Friday, August 24, 2012

Puppy Love

I've gotten asked a few times if I'm worried/scared about labor. I've discussed the subject with a few people. I really think the general consensus that I'm in denial or that the anxiety will come later. And this is all the subject of a future post.

The truth is I have one major anxiety about going into labor/being in labor.

And it has nothing to do with hospitals or pain or the unknown or the baby.

It has everything to do with my other babies - yep, the dogs.

I have had a number of full-blown anxiety attacks about leaving my sweet babies for any number of days, especially with the unknown of how exactly it will happen (will I end up being induced, so a little more "planned," or will I just go into labor and we have to make sure they are covered), when it will happen, etc. Add that to the worry I have about them adjusting to the baby in the first place. And we just don't trust most people with our babies - we've never both been away from them in almost 8 years.

We have a friend who will be able to come stay with them and they know and love him very much. They are even good for him - he had to come over late the night The Hubby was admitted to the hospital two years ago and I wouldn't leave until he was in a room. But, he's not Mommy and Daddy.

Yeah, there you have it, we are THOSE pet people. They are not our pets, they are our babies. Our little girl, The Hubby will tell you, saved his life after our other little girl died and he needed another companion. Our little boy was an unexpected surprise in our lives and he is our little shadow; can't be without one of us at all times. They were my saving grace through IF. I was at least their mommy. And they could always make me smile and always knew when I needed love.

Now, I know that everybody will say this will change as soon as the baby gets here. Trust me, I've heard it. And I'm also not naive enough to believe that things will not be different. But, I can assure you that my two 4-legged babies will continue to be my babies too and that we will do everything in our power to make this transition smooth for them. We made a committment to them and we are changing the game. So, it is our job to help them just as much as to help Baby Boy.

I've, of course, been reading up on all the tips for transitioning furbabies. I've actually read them for years. A lot of them are really good things to do, things to know. The Hubby will bring something of Baby Boy's home from the hospital for them to get the scent. When we come home from the hospital, I will come in first to greet them (can I tell you how much I tear up thinking about this - they get so upset when I'm not home) then bring in Baby Boy. We've started here and there with phone apps of crying/fussy babies. They handle that okay.
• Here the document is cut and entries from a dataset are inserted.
use axum::Router;
use std::sync::Arc;

use crate::db::Database;
use crate::embeddings::TextEmbedder;
use crate::orchestrator::SelectionPipeline;

pub mod error;
pub mod selections;
pub mod templates;

pub use error::{ApiError, ApiResult};

/// Shared handles every route needs.
#[derive(Clone)]
pub struct AppState {
    pub db: Arc<Database>,
    pub pipeline: Arc<SelectionPipeline>,
    pub embedder: Arc<dyn TextEmbedder>,
}

pub fn router(state: AppState) -> Router {
    Router::new()
        .nest("/templates", templates::router(state.clone()))
        .nest("/selections", selections::router(state))
}

#[cfg(test)]
pub(crate) mod testing {
    use super::*;
    use anyhow::Result;
    use axum::body::Body;
    use axum::http::Request;
    use axum::response::Response;
    use serde::de::DeserializeOwned;
    use serde_json::Value;

    use meme_engine::{ProtocolError, SelectionRequest, SelectionResponse};

    use crate::llm::CaptionProvider;
    use crate::retrieval::CatalogRetriever;

    /// Two-dimensional vectors derived from text length.
    pub struct LengthEmbedder;

    #[async_trait::async_trait]
    impl TextEmbedder for LengthEmbedder {
        fn model_name(&self) -> &str {
            "length"
        }

        async fn embed_text(&self, text: &str) -> Result<Vec<f32>> {
            Ok(vec![text.len() as f32, 1.0])
        }
    }

    /// Returns the same decoded payload or error on every call.
    pub struct FixedProvider {
        name: &'static str,
        reply: std::result::Result<Value, ProtocolError>,
    }

    impl FixedProvider {
        pub fn new(name: &'static str, reply: std::result::Result<Value, ProtocolError>) -> Arc<Self> {
            Arc::new(FixedProvider { name, reply })
        }
    }

    #[async_trait::async_trait]
    impl CaptionProvider for FixedProvider {
        fn name(&self) -> &str {
            self.name
        }

        fn is_structured(&self) -> bool {
            true
        }

        async fn select(
            &self,
            _request: &SelectionRequest,
            _model: Option<&str>,
        ) -> std::result::Result<SelectionResponse, ProtocolError> {
            let value = self.reply.clone()?;
            SelectionResponse::from_value(value)?.validate()
        }
    }

    pub fn state_with(build: impl FnOnce(Arc<Database>) -> SelectionPipeline) -> AppState {
        let db = Arc::new(Database::in_memory().unwrap());
        let pipeline = build(db.clone());
        AppState {
            db,
            pipeline: Arc::new(pipeline),
            embedder: Arc::new(LengthEmbedder),
        }
    }

    /// Catalog retrieval and no providers.
    pub fn state() -> AppState {
        state_with(|db| SelectionPipeline::new(Arc::new(CatalogRetriever::new(db, 10))))
    }

    pub fn json_request(method: &str, uri: &str, body: Value) -> Request<Body> {
        Request::builder()
            .method(method)
            .uri(uri)
            .header("content-type", "application/json")
            .body(Body::from(body.to_string()))
            .unwrap()
    }

    pub async fn json_body<T: DeserializeOwned>(response: Response) -> T {
        let bytes = axum::body::to_bytes(response.into_body(), usize::MAX).await.unwrap();
        serde_json::from_slice(&bytes).unwrap()
    }
}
Now, I also hear people say to do things like block off the baby's room, keep baby's stuff away from them, transition them to another sleeping place if they sleep in your bed, start paying them less attention so they get used to it.

Um, yeah, these are not things that will be happening in our family.

From the day we started setting up the nursery, I have pretty much allowed them to roam in and out freely. Same when it came to the first round of baby stuff. When I started taking the stuff out of bags from our first shower, I did it on the floor with them wandering in and out. They walked by, sniffed, didn't try to take anything (with the exception of a toy ball, but like I can really blame them there). I will not keep them from being around the baby and his things. Why would I? Yes, they shed. But, this is their home too, they are not horrible shedders, and their hair is all over this dang house anyway, no matter how well I clean! I want them to know that they belong with all of us.

I will also not be kicking them out of our bed. Again, I don't quite understand this one. I will not be co-sleeping (again, not so naive to believe that my child will never share my bed, but not when he is very little); baby will only be in the bed while I am nursing. And I know my munchkins. Little Girl will sleep right through it all (maybe adjust her spot in bed) and Little Boy will come see what's happening then lie down by us. For us, in particular, it is very important that our doggies maintain this habit. We have daschunds and they are very habit oriented. We were told right from the beginning that however we chose to have them sleep, we needed to not ever change it. And we won't.

The last thing you could not pay me to do is to ignore them or give them less attention. For one, they wouldn't let it happen. For another, I believe it is a silly thing that could only harm the transition more, especially for my sensitive little ones. We do not spend 100% of our time giving them attention and they do just fine when they are not the center of attention. I believe the transition will come pretty naturally, though I certainly expect bumps.

So, if I can just get past the whole being away from them for a couple of days, I'll be good. We still haven't fully decided how we are going to handle taking care of them while we are at the hospital. I've given The Hubby the option of saying with us and having our friend stay at the house or for him to come home at night to be with them. I believe he is leaning toward the latter. But, we'll see. I believe friend will be on stand-by (thank goodness he only lives 5 minutes away!).

Didn't know I was already some crazy puppy mommy, did you?

1 comment:

'HoulaMom said...

I understand how you feel! We never did any of those things before Gabriel came home either. I think the whole "Give them less attention" thing is stupid, anyway. My dogs are always my 'first kids', and like you said, things change, but you'll still love your dogs.